El mundo por delante

Antes de cumplir la mayoría de edad, Milaimys Marín se presenta como el futuro de la lucha femenina

 

Autor:

Enio Echezábal Acosta

El 16 de marzo de 2001 nació en el capitalino barrio de Jesús María una muchacha que hoy, a sus 17 años, promete, como mínimo, un futuro brillante. Aunque su recorrido por el mundo del deporte comenzó por el voleibol, la partida de su entrenador se combinó con la insistencia de un «profe» de la lucha, para que ella comenzara a tirar sus primeros tackles. Hoy Milaymis Marín es campeona olímpica juvenil, y es posiblemente uno de los rostros más prometedores del deporte joven en la Isla.

Aún marcada por los Buenos Aires que respiró en la capital argentina, la monarca de los 73 kilos (aunque ella compita en los 76, peso del programa olímpico) accedió a compartir con este diario sobre sus recientes experiencias, su formación y el porvenir de su carrera como luchadora.

—La influencia de tus entrenadores en los buenos resultados es de mención casi obligatoria…

—El colectivo es muy bueno. Ellos hicieron que la preparación para los Juegos Olímpicos de la Juventud fuera perfecta en todos los sentidos. Sabíamos que era una competencia fuerte, y por eso trabajamos cada aspecto del combate: resistencia, fuerza y técnica con intensidad, pensando en que yo alcanzara mi mejor nivel en cada uno de ellos. Fue un gran sacrificio, pero valió la pena.

«A mi más reciente competencia fui con mi entrenador Iván Fundora, bronce olímpico, quien ha sabido aportarme todo su conocimiento y experiencia de tantos años como deportista de élite.

«De nuestro profe Puli (Filiberto Delgado), qué te puedo decir. Todo lo que toca lo hace oro. Logró ser el mejor con el masculino, y ahora está logrando grandes cosas con nosotras. Él nos exige mucho, y creo que de ahí es que salen las victorias que hemos obtenido».

—Con respecto al factor que más debes mejorar, no tienes dudas…

—Definitivamente, la resistencia, algo que me cuesta un poco.
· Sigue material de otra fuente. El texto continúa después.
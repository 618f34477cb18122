//! The formatting run: discover every eligible file first, then format them one by one.

use crate::config::Config;
use crate::discovery::{self, DiscoveryError};
use crate::formatter::FileFormatter;
use crate::roots;
use std::path::{Path, PathBuf};

/// Counts from a completed run.
#[derive(Debug, Clone, Copy, Default, PartialEq, Eq)]
pub struct RunSummary {
    /// Files that passed the extension filter
    pub discovered: usize,
    /// Formatter invocations, successful or not
    pub attempted: usize,
}

pub struct Driver<F> {
    roots: Vec<PathBuf>,
    extensions: Vec<String>,
    formatter: F,
}

impl<F: FileFormatter> Driver<F> {
    pub fn new(roots: Vec<PathBuf>, extensions: Vec<String>, formatter: F) -> Self {
        Self {
            roots,
            extensions,
            formatter,
        }
    }

    /// Driver for `config`, with roots resolved against `cwd`.
    pub fn from_config(config: &Config, cwd: &Path, formatter: F) -> Self {
        Self::new(
            roots::resolve_roots(cwd, &config.roots),
            config.extensions.clone(),
            formatter,
        )
    }

    pub fn roots(&self) -> &[PathBuf] {
        &self.roots
    }

    pub fn formatter(&self) -> &F {
        &self.formatter
    }

    /// Discovery phase only.
    pub fn discover(&self) -> Result<Vec<PathBuf>, DiscoveryError> {
        discovery::discover(&self.roots, &self.extensions)
    }

    /// Run both phases.
    ///
    /// The file list is complete before the first formatter call. A file the
    /// formatter fails on is logged at debug level and skipped; only a discovery
    /// failure ends the run early.
    pub fn run(&self) -> Result<RunSummary, DiscoveryError> {
        let files = self.discover()?;
        let mut summary = RunSummary {
            discovered: files.len(),
            attempted: 0,
        };

        for file in &files {
            log::debug!("Formatting {}", file.display());
            summary.attempted += 1;
            if let Err(e) = self.formatter.format_file(file) {
                log::debug!("{e}");
            }
        }

        log::info!("Formatted {} of {} files", summary.attempted, summary.discovered);
        Ok(summary)
    }
}

#[cfg(test)]
mod tests {
    use super::*;
    use crate::formatter::FormatError;
    use pretty_assertions::assert_eq;
    use std::cell::RefCell;
    use std::fs;
    use tempfile::tempdir;

    /// Records every call; fails on files whose name starts with "bad".
    #[derive(Default)]
    struct RecordingFormatter {
        calls: RefCell<Vec<PathBuf>>,
    }

    impl FileFormatter for RecordingFormatter {
        fn format_file(&self, path: &Path) -> Result<(), FormatError> {
            self.calls.borrow_mut().push(path.to_path_buf());
            let name = path.file_name().unwrap().to_string_lossy();
            if name.starts_with("bad") {
                Err(FormatError::Failed {
                    program: "fake".to_string(),
                    file: path.to_path_buf(),
                    code: Some(1),
                })
            } else {
                Ok(())
            }
        }
    }

    fn touch(base: &Path, relative: &str) {
        let path = base.join(relative);
        fs::create_dir_all(path.parent().unwrap()).unwrap();
        fs::write(path, "void f();\n").unwrap();
    }

    #[test]
    fn test_no_roots_means_no_formatter_calls() {
        let temp_dir = tempdir().unwrap();
        let driver = Driver::from_config(&Config::default(), temp_dir.path(), RecordingFormatter::default());

        let summary = driver.run().unwrap();
        assert_eq!(summary, RunSummary::default());
        assert!(driver.formatter().calls.borrow().is_empty());
    }

    #[test]
    fn test_every_file_is_attempted_after_a_failure() {
        let temp_dir = tempdir().unwrap();
        let base = temp_dir.path();
        touch(base, "neutrino/a.cpp");
        touch(base, "neutrino/bad.cpp");
        touch(base, "neutrino/c.h");
        touch(base, "test/bad_too.hpp");
        touch(base, "test/d.mm");

        let driver = Driver::from_config(&Config::default(), base, RecordingFormatter::default());
        let summary = driver.run().unwrap();

        assert_eq!(
            summary,
            RunSummary {
                discovered: 5,
                attempted: 5
            }
        );
        assert_eq!(
            *driver.formatter().calls.borrow(),
            vec![
                base.join("neutrino/a.cpp"),
                base.join("neutrino/bad.cpp"),
                base.join("neutrino/c.h"),
                base.join("test/bad_too.hpp"),
                base.join("test/d.mm"),
            ]
        );
    }

    #[test]
    fn test_formatter_only_sees_discovered_files() {
        let temp_dir = tempdir().unwrap();
        let base = temp_dir.path();
        touch(base, "neutrino/a.cpp");
        touch(base, "neutrino/a.txt");
        touch(base, "example/sub/b.h");
        touch(base, "other/c.cpp");

        let driver = Driver::new(
            roots::resolve_roots(base, &["neutrino", "example", "test"]),
            vec!["cpp".to_string(), "h".to_string()],
            RecordingFormatter::default(),
        );
        let discovered = driver.discover().unwrap();
        driver.run().unwrap();

        assert_eq!(*driver.formatter().calls.borrow(), discovered);
        assert_eq!(discovered, vec![base.join("neutrino/a.cpp"), base.join("example/sub/b.h")]);
    }

    #[test]
    fn test_discovery_completes_before_formatting() {
        let temp_dir = tempdir().unwrap();
        let base = temp_dir.path();
        touch(base, "neutrino/a.cpp");
        touch(base, "neutrino/b.cpp");

        // Creating a new source while formatting must not extend the current run
        let created = base.join("neutrino/new.cpp");
        let calls = RefCell::new(0usize);
        let formatter = |_: &Path| {
            *calls.borrow_mut() += 1;
            fs::write(&created, "void g();\n").unwrap();
            Ok::<(), FormatError>(())
        };

        let driver = Driver::from_config(&Config::default(), base, formatter);
        let summary = driver.run().unwrap();
        assert_eq!(summary.attempted, 2);
        assert_eq!(*calls.borrow(), 2);
    }

    #[cfg(unix)]
    #[test]
    fn test_traversal_failure_stops_before_any_formatting() {
        use std::os::unix::fs::PermissionsExt;

        let temp_dir = tempdir().unwrap();
        let base = temp_dir.path();
        touch(base, "neutrino/a.cpp");
        touch(base, "test/z.cpp");
        let locked = base.join("neutrino/locked");
        fs::create_dir_all(&locked).unwrap();
        fs::set_permissions(&locked, fs::Permissions::from_mode(0o000)).unwrap();

        let readable = fs::read_dir(&locked).is_ok();
        let result = if readable {
            None
        } else {
            let driver = Driver::from_config(&Config::default(), base, RecordingFormatter::default());
            let result = driver.run();
            Some((result, driver.formatter().calls.borrow().len()))
        };
        fs::set_permissions(&locked, fs::Permissions::from_mode(0o755)).unwrap();

        // Permission bits do not apply to root
        let Some((result, calls)) = result else {
            return;
        };
        assert!(matches!(result, Err(DiscoveryError::Walk { .. })));
        assert_eq!(calls, 0);
    }

    #[test]
    fn test_custom_config_roots_and_extensions() {
        let temp_dir = tempdir().unwrap();
        let base = temp_dir.path();
        touch(base, "src/lib.c");
        touch(base, "src/lib.cpp");
        touch(base, "neutrino/ignored.c");

        let config = Config {
            roots: vec!["src".to_string()],
            extensions: vec!["c".to_string()],
            ..Config::default()
        };
        let driver = Driver::from_config(&config, base, RecordingFormatter::default());
        assert_eq!(driver.roots(), &[base.join("src")]);

        driver.run().unwrap();
        assert_eq!(*driver.formatter().calls.borrow(), vec![base.join("src/lib.c")]);
    }
}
No soy demasiado buena corriendo, y eso influye todavía en mi intensidad sobre el colchón, y también en ese sentido del ataque constante que caracteriza a los luchadores cubanos. De cualquier forma, tampoco considero que haya que trabajar solamente en una sola cosa, pues no se debe descuidar ni un solo aspecto de la preparación si se quiere estar al máximo.

Son muchos los sacrificios que una joven atleta tiene que hacer, y ella lo sabe.

«El profesor Filiberto siempre dice que hay que valorar lo que se quiere y lo que se puede hacer en determinados momentos de tu vida, si uno quiere tener éxito en su carrera deportiva. Tenemos que cuidarnos el peso y la dieta, entrenar durísimo todos los días y acostarnos muy temprano, límites que a veces nos privan de disfrutar de una fiesta o de alguna comida que nos guste. No obstante, cuando vemos los resultados sentimos que nada de eso fue en vano, y decidimos seguir haciéndolo en busca del éxito».

—Los días en Buenos Aires no se te olvidarán jamás…

—Nosotros la pasamos de maravilla, muy cómodos, en una ciudad hermosa que nos hizo sentir como en casa, y en donde a pesar de la presión por la competencia, logramos mantenernos muy enfocados en el objetivo principal.

«Recuerdo que la noche antes de competir hablé con mis padres, y me fui a dormir pensando en cómo afrontar el día siguiente. Por suerte los nervios me dejaron descansar, y levantarme con mente positiva.

«Durante la jornada me enfrenté a cuatro combates clasificatorios antes de llegar a la final. Sin dudas el más difícil de todos, incluida la pelea por el título, fue el primero ante la japonesa Yuka Kagami. Por cosas del sorteo me tocó enfrentarme a ella, tal vez la mejor de la división, en ese momento, y cuando logré vencerla supe de alguna forma que lo peor había pasado».

—A pesar de la juventud, confiesas sentirte a gusto dentro del equipo nacional…

—La relación entre nosotras funciona de lo mejor. Tenemos un ambiente buenísimo, compartimos los mismos pensamientos, y tratamos de aprender de todas para ayudarnos.

—Si te preguntan por un compañero que te sirva de inspiración, el nombre viene sin demasiada reflexión…

—Mi patrón es «Calabaza» (Alejandro Valdés). Siempre trato de ver sus combates, porque es un atleta muy técnico y experimentado. He tenido la oportunidad de practicar con él, y siempre tengo presente sus consejos, sobre todo aquella vez que me habló sobre la importancia de nunca subestimar a los rivales.